The Postal and Regulatory Authority of Zimbabwe recently released the sector report for Q1 2022. There isn’t much in there that will surprise anyone. The trends we have been seeing in the last few years have more or less continued.
The depressing one is the Telecel saga. We have watched the once formidable mobile network operator flounder over the years. In Q2 2022 it was ngoma ndiyo ndiyo (the same drum).
Telecel – the figures
In Q1 we saw Telecel command 0.9% of voice traffic, 1.4% of SMS traffic, and 1.2% of data traffic. All this despite having 3.5% of all subscribers.
It got worse in Q2 if you can believe it. In Q2 2022, Telecel had:
- 0.8% of voice traffic, down from 0.9% in Q1. In the same quarter last year, they had 1.3%
- 3.3% of SMS traffic, up from 1.4% in Q1
- 0.5% of internet and data traffic, down from 1.2% in Q1. This was 1.8% in the same quarter last year
There was a marked increase in SMS traffic. That’s the one positive we can draw from this. Unfortunately, SMS revenues still contribute much less to total revenues than voice and data.
Mobile revenue contribution per service for the whole sector looked like this:
- Voice – 44.6%
- Internet and Data – 38.9%
- SMS – 6.6%
In monetary terms, this is what the above traffic translates to:
The total sector revenues were ZW$38.9 billion, of which voice was ZW$17.35bn, Internet and Data were – ZW$15.13bn and SMS was ZW$2.58.
Those three; voice, data and SMS are responsible for 90% of all revenue.
Telecel’s portion looks like this:
- Voice revenue – ZW$138.8 million. Which was around US$379K using the auction rate at the end of Q2.
- Data revenue – ZW$75.7 million. Around US$207K.
- SMS revenue – ZW$82.5 million. Around US$225K.
Do note that we assumed that share of traffic is directly proportional to revenue earned. This may not be the case but we shouldn’t be too far off.
Telecel in serious trouble
Remember the above are quarterly revenues. So, in three months Telecel pulled in around US$811K from the 3 largest revenue earners. We can extrapolate the remaining 10% and still we will be looking at Telecel generating around US$900,000 in 3 months.
Back when Q1 results came out we marveled that Telecel revenues had fallen from US$14m in 2015 to $700K a month. Somehow, we hit a new low in Q2 2022. Monthly revenues are now only around US$300,000.
That means Telecel has seen a 98% drop in revenues since 2015.
Telecel has been losing subscribers for years and was down to 469,003 in Q2. That’s a measly 3.3% of all mobile subscribers. The MNO continues to struggle to extract revenue from those subscribers too.
Average revenue per user has now fallen to less than a dollar a month. Telecel is getting only around 64 cents from each subscriber per month. This is down from the $1.30 we saw in Q1, a 50% drop quarter on quarter.
That means the average Telecel subscriber does not even buy a monthly WhatsApp bundle.

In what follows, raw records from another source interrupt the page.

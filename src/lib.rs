// doc_transform - Document Transform Engine
//
// Path-addressable query and mutation of parsed YAML/JSON documents, used to
// synthesize resource mutations for validation fixtures and to graft
// composed content back into documents.

//! Path-addressable query and mutation of parsed YAML/JSON documents.
//!
//! A change is applied in five steps, each in its own module:
//!
//! 1. [`path`] parses the path string into typed segments
//! 2. [`resolve`] checks the path against the change kind
//! 3. [`lookup`] turns the segments into a navigation chain for the current
//!    document, resolving sequence filters to concrete positions
//! 4. [`merge`] applies Add, Update or Delete to the located subtree
//! 5. [`write_back`] puts the mutated subtree back into the document
//!
//! [`session::TransformSession`] composes these and owns the document.
//!
//! # Examples
//! ```
//! use doc_transform::{load_document, ChangeKind, DocumentFormat, TransformSession};
//!
//! let doc = load_document(
//!     "pods:\n  - name: web\n    image: nginx:1.0\n  - name: db\n    image: pg:15\n",
//!     DocumentFormat::Yaml,
//! )
//! .unwrap();
//! let mut session = TransformSession::new(doc);
//! session
//!     .execute_transform("pods[name=web].image", ChangeKind::Update, Some("nginx:1.1"), None)
//!     .unwrap();
//! assert_eq!(session.document()["pods"][0]["image"], "nginx:1.1");
//! assert_eq!(session.document()["pods"][1]["image"], "pg:15");
//! ```

use serde_json::Value;

pub mod change;
pub mod config;
pub mod depth;
pub mod document;
pub mod error;
pub mod lookup;
pub mod merge;
pub mod path;
pub mod resolve;
pub mod session;
pub mod write_back;

mod property_tests;

pub use change::{Change, ChangeKind, ChangeSet};
pub use config::TransformConfig;
pub use depth::{validate_depth, validate_mapping_depth, MAX_DOCUMENT_DEPTH};
pub use document::{load_document, render_document, DocumentFormat};
pub use error::{Result, TransformError};
pub use path::{parse_path, Condition, PathSegment, SequenceIndex};
pub use session::{create_transform_target, TransformSession};

/// Helper function to get human-readable type name for error messages
pub(crate) const fn value_type_name(value: &Value) -> &'static str {
    match value {
        Value::Null => "null",
        Value::Bool(_) => "boolean",
        Value::Number(_) => "number",
        Value::String(_) => "string",
        Value::Array(_) => "sequence",
        Value::Object(_) => "mapping",
    }
}
#![no_main]

use doc_transform::path::{parse_path, PathSegment};
use libfuzzer_sys::fuzz_target;

fuzz_target!(|data: &[u8]| {
    let Ok(path) = std::str::from_utf8(data) else {
        return;
    };

    // Parsing must never panic, only return errors
    let Ok(segments) = parse_path(path) else {
        return;
    };

    // Every selector follows a sequence key, every sequence key is followed by a selector
    for (idx, segment) in segments.iter().enumerate() {
        let next = segments.get(idx + 1);
        match segment {
            PathSegment::Sequence(_) => {
                assert!(next.is_some_and(PathSegment::is_selector), "dangling sequence key");
            }
            PathSegment::Filter(_) | PathSegment::Index(_) => {
                assert!(
                    idx > 0 && matches!(segments[idx - 1], PathSegment::Sequence(_)),
                    "selector without sequence key"
                );
            }
            PathSegment::Map(_) => {
                assert!(next.is_some_and(|s| !s.is_selector()), "map key not followed by key");
            }
            PathSegment::Scalar(_) => {
                assert!(next.is_none(), "scalar key before end of path");
            }
        }
    }
});
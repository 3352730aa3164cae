// crates/jobs/src/controller.rs
//! Directory of jobs known to the process.

use std::collections::HashMap;
use std::sync::{Arc, RwLock};
use std::time::Duration;

use chrono::Utc;
use tokio::task::JoinHandle;

use crate::job::Job;

/// Registry mapping job IDs to jobs.
///
/// Constructed once and shared as `Arc<JobController>` by whoever needs it.
/// Finished jobs stay listed until `evict_finished` (or the sweeper spawned
/// by `spawn_sweeper`) removes them.
pub struct JobController {
    jobs: RwLock<HashMap<String, Arc<Job>>>,
}

impl JobController {
    pub fn new() -> Self {
        Self {
            jobs: RwLock::new(HashMap::new()),
        }
    }

    /// Create and register a job under a freshly generated ID.
    pub fn create_job(
        &self,
        title: impl Into<String>,
        created_by: impl Into<String>,
        job_type: impl Into<String>,
        server: impl Into<String>,
    ) -> Arc<Job> {
        let id = uuid::Uuid::new_v4().to_string();
        let job = Arc::new(Job::new(
            id.clone(),
            title.into(),
            created_by.into(),
            job_type.into(),
            server.into(),
        ));

        match self.jobs.write() {
            Ok(mut jobs) => {
                jobs.insert(id.clone(), Arc::clone(&job));
            }
            Err(e) => tracing::error!("RwLock poisoned writing jobs map: {e}"),
        }
        tracing::info!(job_id = %id, job_type = %job.job_type(), server = %job.server(), "Job created");
        job
    }

    pub fn has_job(&self, id: &str) -> bool {
        match self.jobs.read() {
            Ok(jobs) => jobs.contains_key(id),
            Err(e) => {
                tracing::error!("RwLock poisoned reading jobs map: {e}");
                false
            }
        }
    }

    pub fn get_job(&self, id: &str) -> Option<Arc<Job>> {
        match self.jobs.read() {
            Ok(jobs) => jobs.get(id).cloned(),
            Err(e) => {
                tracing::error!("RwLock poisoned reading jobs map: {e}");
                None
            }
        }
    }

    /// Jobs whose origin tag equals `server` exactly.
    pub fn get_jobs(&self, server: &str) -> Vec<Arc<Job>> {
        match self.jobs.read() {
            Ok(jobs) => jobs
                .values()
                .filter(|job| job.server() == server)
                .cloned()
                .collect(),
            Err(e) => {
                tracing::error!("RwLock poisoned reading jobs map: {e}");
                Vec::new()
            }
        }
    }

    pub fn get_all_jobs(&self) -> Vec<Arc<Job>> {
        match self.jobs.read() {
            Ok(jobs) => jobs.values().cloned().collect(),
            Err(e) => {
                tracing::error!("RwLock poisoned reading jobs map: {e}");
                Vec::new()
            }
        }
    }

    pub fn len(&self) -> usize {
        match self.jobs.read() {
            Ok(jobs) => jobs.len(),
            Err(e) => {
                tracing::error!("RwLock poisoned reading jobs map: {e}");
                0
            }
        }
    }

    pub fn is_empty(&self) -> bool {
        self.len() == 0
    }

    /// Drop finished jobs that ended more than `ttl` ago and have no
    /// observers attached. Returns how many were removed.
    pub fn evict_finished(&self, ttl: Duration) -> usize {
        let Ok(ttl) = chrono::Duration::from_std(ttl) else {
            return 0;
        };
        let cutoff = Utc::now() - ttl;

        match self.jobs.write() {
            Ok(mut jobs) => {
                let before = jobs.len();
                jobs.retain(|id, job| {
                    let evict = job.evictable(cutoff);
                    if evict {
                        tracing::debug!(job_id = %id, status = %job.status(), "Evicting finished job");
                    }
                    !evict
                });
                before - jobs.len()
            }
            Err(e) => {
                tracing::error!("RwLock poisoned writing jobs map: {e}");
                0
            }
        }
    }

    /// Run `evict_finished(ttl)` every `interval` on the tokio runtime.
    pub fn spawn_sweeper(self: &Arc<Self>, interval: Duration, ttl: Duration) -> JoinHandle<()> {
        let controller = Arc::clone(self);
        let period = interval.max(Duration::from_millis(1));
        tokio::spawn(async move {
            let mut ticker = tokio::time::interval(period);
            // The first tick completes immediately.
            ticker.tick().await;
            loop {
                ticker.tick().await;
                let evicted = controller.evict_finished(ttl);
                if evicted > 0 {
                    tracing::info!(
                        evicted,
                        remaining = controller.len(),
                        "Evicted finished jobs"
                    );
                }
            }
        })
    }
}

impl Default for JobController {
    fn default() -> Self {
        Self::new()
    }
}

At this point, Telecel needs some kind of miracle to turn this around. We are finding that their situation is getting worse with each quarterly report we get.
The rest of the picture
We expect that in just a few more years, revenue from data services will dwarf voice revenue, let alone SMS.
In Q2 2022, data revenue contributed 38.9% to total revenue. Only 5.7 percentage points lower than voice. Yet Telecel’s data traffic saw a massive 53.9% decrease.
This raises serious questions about Telecel’s future. In contrast, Econet’s data traffic increased by 20.5% and NetOne’s by 6.5%.
Telecel’s increase in SMS traffic is not nearly enough to raise hopes. They need to compete in internet and data services and that’s looking like a lost battle at this moment.
The fact that they have only 1.2% of the LTE infrastructure means it’s an uphill battle. The 1.2% figure is not even the concerning one. Telecel has 14.1% of 3G infrastructure and so their problem is not an infrastructure one currently.
We found out from Econet’s report that only 20% of devices in the country are 4G/LTE capable. That means most of the internet and data battle is still a 3G battle and Telecel has 14.1% of that infrastructure and 0.5% of the traffic.
However, considering the many consecutive years of terrible performance there is no chance that Telecel has been keeping up with the required maintenance schedules for that infrastructure. Hence why we get many complaining about connectivity issues on that network.
To be fair, lately, Econet and NetOne are not that much better when it comes to connectivity.
As more 4G capable devices enter the market, Telecel is only going to fall behind even further.
Costs
Telecel’s revenue figures are worrying and yet the situation could be worse if we factor in operating costs. The POTRAZ report does not give us each MNO’s share of operating costs but we know that costs have been rising faster than revenues.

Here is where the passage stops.